Stored data
----------------------------------------

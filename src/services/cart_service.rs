use chrono::{DateTime, Utc};
use sqlx::FromRow;
use uuid::Uuid;

use crate::{
    audit::log_audit,
    db::DbPool,
    dto::cart::{AddToCartRequest, CartLineDto, CartList, RemoveFromCartQuery, RemovedFromCart},
    error::{AppError, AppResult},
    models::Product,
    response::{ApiResponse, Meta},
    routes::params::Pagination,
};

#[derive(FromRow)]
struct CartWithProductRow {
    line_id: Uuid,
    quantity: i32,
    line_price: i64,
    product_id: Uuid,
    name: String,
    price: i64,
    category_id: Uuid,
    stock: i32,
    sold: i32,
    description: Option<String>,
    image: Option<String>,
    created_at: DateTime<Utc>,
}

impl From<CartWithProductRow> for CartLineDto {
    fn from(row: CartWithProductRow) -> Self {
        CartLineDto {
            id: row.line_id,
            product: Product {
                id: row.product_id,
                name: row.name,
                price: row.price,
                category_id: row.category_id,
                stock: row.stock,
                sold: row.sold,
                description: row.description,
                image: row.image,
                created_at: row.created_at,
            },
            quantity: row.quantity,
            price: row.line_price,
        }
    }
}

pub async fn list_cart(
    pool: &DbPool,
    user_id: Uuid,
    pagination: Pagination,
) -> AppResult<ApiResponse<CartList>> {
    ensure_user_exists(pool, user_id).await?;

    let (page, limit, offset) = pagination.normalize();
    let rows = sqlx::query_as::<_, CartWithProductRow>(
        r#"
        SELECT ci.id AS line_id, ci.quantity, ci.price AS line_price,
               p.id AS product_id, p.name, p.price, p.category_id, p.stock, p.sold,
               p.description, p.image, p.created_at
        FROM cart_items ci
        JOIN products p ON p.id = ci.product_id
        WHERE ci.user_id = $1
        ORDER BY ci.created_at, ci.id
        LIMIT $2 OFFSET $3
        "#,
    )
    .bind(user_id)
    .bind(limit)
    .bind(offset)
    .fetch_all(pool)
    .await?;

    let total: (i64,) = sqlx::query_as("SELECT COUNT(*) FROM cart_items WHERE user_id = $1")
        .bind(user_id)
        .fetch_one(pool)
        .await?;

    let items = rows.into_iter().map(CartLineDto::from).collect();

    let meta = Meta::new(page, limit, total.0);
    Ok(ApiResponse::success("OK", CartList { items }, Some(meta)))
}

/// Add-or-update a cart line. A second add for the same (user, product)
/// replaces quantity and price rather than accumulating; the line price is
/// captured as quantity x current unit price at this write.
pub async fn add_to_cart(
    pool: &DbPool,
    payload: AddToCartRequest,
) -> AppResult<ApiResponse<CartList>> {
    let quantity = payload.quantity.unwrap_or(1);
    if quantity <= 0 {
        return Err(AppError::BadRequest(
            "quantity must be greater than 0".to_string(),
        ));
    }

    ensure_user_exists(pool, payload.user_id).await?;

    let product: Option<Product> = sqlx::query_as("SELECT * FROM products WHERE id = $1")
        .bind(payload.product_id)
        .fetch_optional(pool)
        .await?;
    let product = product.ok_or(AppError::InvalidProduct)?;

    // Not enough stock is an advisory, not an error: report the available
    // count with the unchanged cart.
    if product.stock < quantity {
        let current = full_cart(pool, payload.user_id).await?;
        return Ok(ApiResponse::success(
            format!("Available stock is {}", product.stock),
            current,
            Some(Meta::empty()),
        ));
    }

    let line_price = product.price * quantity as i64;
    sqlx::query(
        r#"
        INSERT INTO cart_items (id, user_id, product_id, quantity, price)
        VALUES ($1, $2, $3, $4, $5)
        ON CONFLICT (user_id, product_id)
        DO UPDATE SET quantity = EXCLUDED.quantity, price = EXCLUDED.price
        "#,
    )
    .bind(Uuid::new_v4())
    .bind(payload.user_id)
    .bind(payload.product_id)
    .bind(quantity)
    .bind(line_price)
    .execute(pool)
    .await?;

    if let Err(err) = log_audit(
        pool,
        Some(payload.user_id),
        "cart_update",
        Some("cart_items"),
        Some(serde_json::json!({ "product_id": payload.product_id, "quantity": quantity })),
    )
    .await
    {
        tracing::warn!(error = %err, "audit log failed");
    }

    let cart = full_cart(pool, payload.user_id).await?;
    Ok(ApiResponse::success("OK", cart, Some(Meta::empty())))
}

/// Remove one line, or clear the whole cart when no product is given. The
/// removed count distinguishes "nothing to remove" from "removed".
pub async fn remove_from_cart(
    pool: &DbPool,
    query: RemoveFromCartQuery,
) -> AppResult<ApiResponse<RemovedFromCart>> {
    ensure_user_exists(pool, query.user_id).await?;

    let (message, removed) = match query.product_id {
        Some(product_id) => {
            let product: Option<(Uuid,)> = sqlx::query_as("SELECT id FROM products WHERE id = $1")
                .bind(product_id)
                .fetch_optional(pool)
                .await?;
            if product.is_none() {
                return Err(AppError::InvalidProduct);
            }

            let result =
                sqlx::query("DELETE FROM cart_items WHERE user_id = $1 AND product_id = $2")
                    .bind(query.user_id)
                    .bind(product_id)
                    .execute(pool)
                    .await?;
            if result.rows_affected() == 0 {
                return Err(AppError::BadRequest("Product is not in Cart".to_string()));
            }
            ("Product removed from cart", result.rows_affected())
        }
        None => {
            let result = sqlx::query("DELETE FROM cart_items WHERE user_id = $1")
                .bind(query.user_id)
                .execute(pool)
                .await?;
            if result.rows_affected() == 0 {
                return Err(AppError::BadRequest("Cart is empty".to_string()));
            }
            ("Cart cleared", result.rows_affected())
        }
    };

    if let Err(err) = log_audit(
        pool,
        Some(query.user_id),
        "cart_remove",
        Some("cart_items"),
        Some(serde_json::json!({ "product_id": query.product_id, "removed": removed })),
    )
    .await
    {
        tracing::warn!(error = %err, "audit log failed");
    }

    Ok(ApiResponse::success(
        message,
        RemovedFromCart { removed },
        Some(Meta::empty()),
    ))
}

async fn ensure_user_exists(pool: &DbPool, user_id: Uuid) -> AppResult<()> {
    let user: Option<(Uuid,)> = sqlx::query_as("SELECT id FROM users WHERE id = $1")
        .bind(user_id)
        .fetch_optional(pool)
        .await?;
    if user.is_none() {
        return Err(AppError::InvalidUser);
    }
    Ok(())
}

async fn full_cart(pool: &DbPool, user_id: Uuid) -> AppResult<CartList> {
    let rows = sqlx::query_as::<_, CartWithProductRow>(
        r#"
        SELECT ci.id AS line_id, ci.quantity, ci.price AS line_price,
               p.id AS product_id, p.name, p.price, p.category_id, p.stock, p.sold,
               p.description, p.image, p.created_at
        FROM cart_items ci
        JOIN products p ON p.id = ci.product_id
        WHERE ci.user_id = $1
        ORDER BY ci.created_at, ci.id
        "#,
    )
    .bind(user_id)
    .fetch_all(pool)
    .await?;

    Ok(CartList {
        items: rows.into_iter().map(CartLineDto::from).collect(),
    })
}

----------------------------------------

> **WHAT YOU ARE ASKED TO DO**:
Retype the first line of the entries and every line after it, please, through the line that contains "let items = rows.into_iter().map(CartLineDto::from).collect();". Add nothing.

> **OUTPUT FOR THIS TASK**:
filename src/services/cart_service.rs
use chrono::{DateTime, Utc};
use sqlx::FromRow;
use uuid::Uuid;

use crate::{
    audit::log_audit,
    db::DbPool,
    dto::cart::{AddToCartRequest, CartLineDto, CartList, RemoveFromCartQuery, RemovedFromCart},
    error::{AppError, AppResult},
    models::Product,
    response::{ApiResponse, Meta},
    routes::params::Pagination,
};

#[derive(FromRow)]
struct CartWithProductRow {
    line_id: Uuid,
    quantity: i32,
    line_price: i64,
    product_id: Uuid,
    name: String,
    price: i64,
    category_id: Uuid,
    stock: i32,
    sold: i32,
    description: Option<String>,
    image: Option<String>,
    created_at: DateTime<Utc>,
}

impl From<CartWithProductRow> for CartLineDto {
    fn from(row: CartWithProductRow) -> Self {
        CartLineDto {
            id: row.line_id,
            product: Product {
                id: row.product_id,
                name: row.name,
                price: row.price,
                category_id: row.category_id,
                stock: row.stock,
                sold: row.sold,
                description: row.description,
                image: row.image,
                created_at: row.created_at,
            },
            quantity: row.quantity,
            price: row.line_price,
        }
    }
}

pub async fn list_cart(
    pool: &DbPool,
    user_id: Uuid,
    pagination: Pagination,
) -> AppResult<ApiResponse<CartList>> {
    ensure_user_exists(pool, user_id).await?;

    let (page, limit, offset) = pagination.normalize();
    let rows = sqlx::query_as::<_, CartWithProductRow>(
        r#"
        SELECT ci.id AS line_id, ci.quantity, ci.price AS line_price,
               p.id AS product_id, p.name, p.price, p.category_id, p.stock, p.sold,
               p.description, p.image, p.created_at
        FROM cart_items ci
        JOIN products p ON p.id = ci.product_id
        WHERE ci.user_id = $1
        ORDER BY ci.created_at, ci.id
        LIMIT $2 OFFSET $3
        "#,
    )
    .bind(user_id)
    .bind(limit)
    .bind(offset)
    .fetch_all(pool)
    .await?;

    let total: (i64,) = sqlx::query_as("SELECT COUNT(*) FROM cart_items WHERE user_id = $1")
        .bind(user_id)
        .fetch_one(pool)
        .await?;

    let items = rows.into_iter().map(CartLineDto::from).collect();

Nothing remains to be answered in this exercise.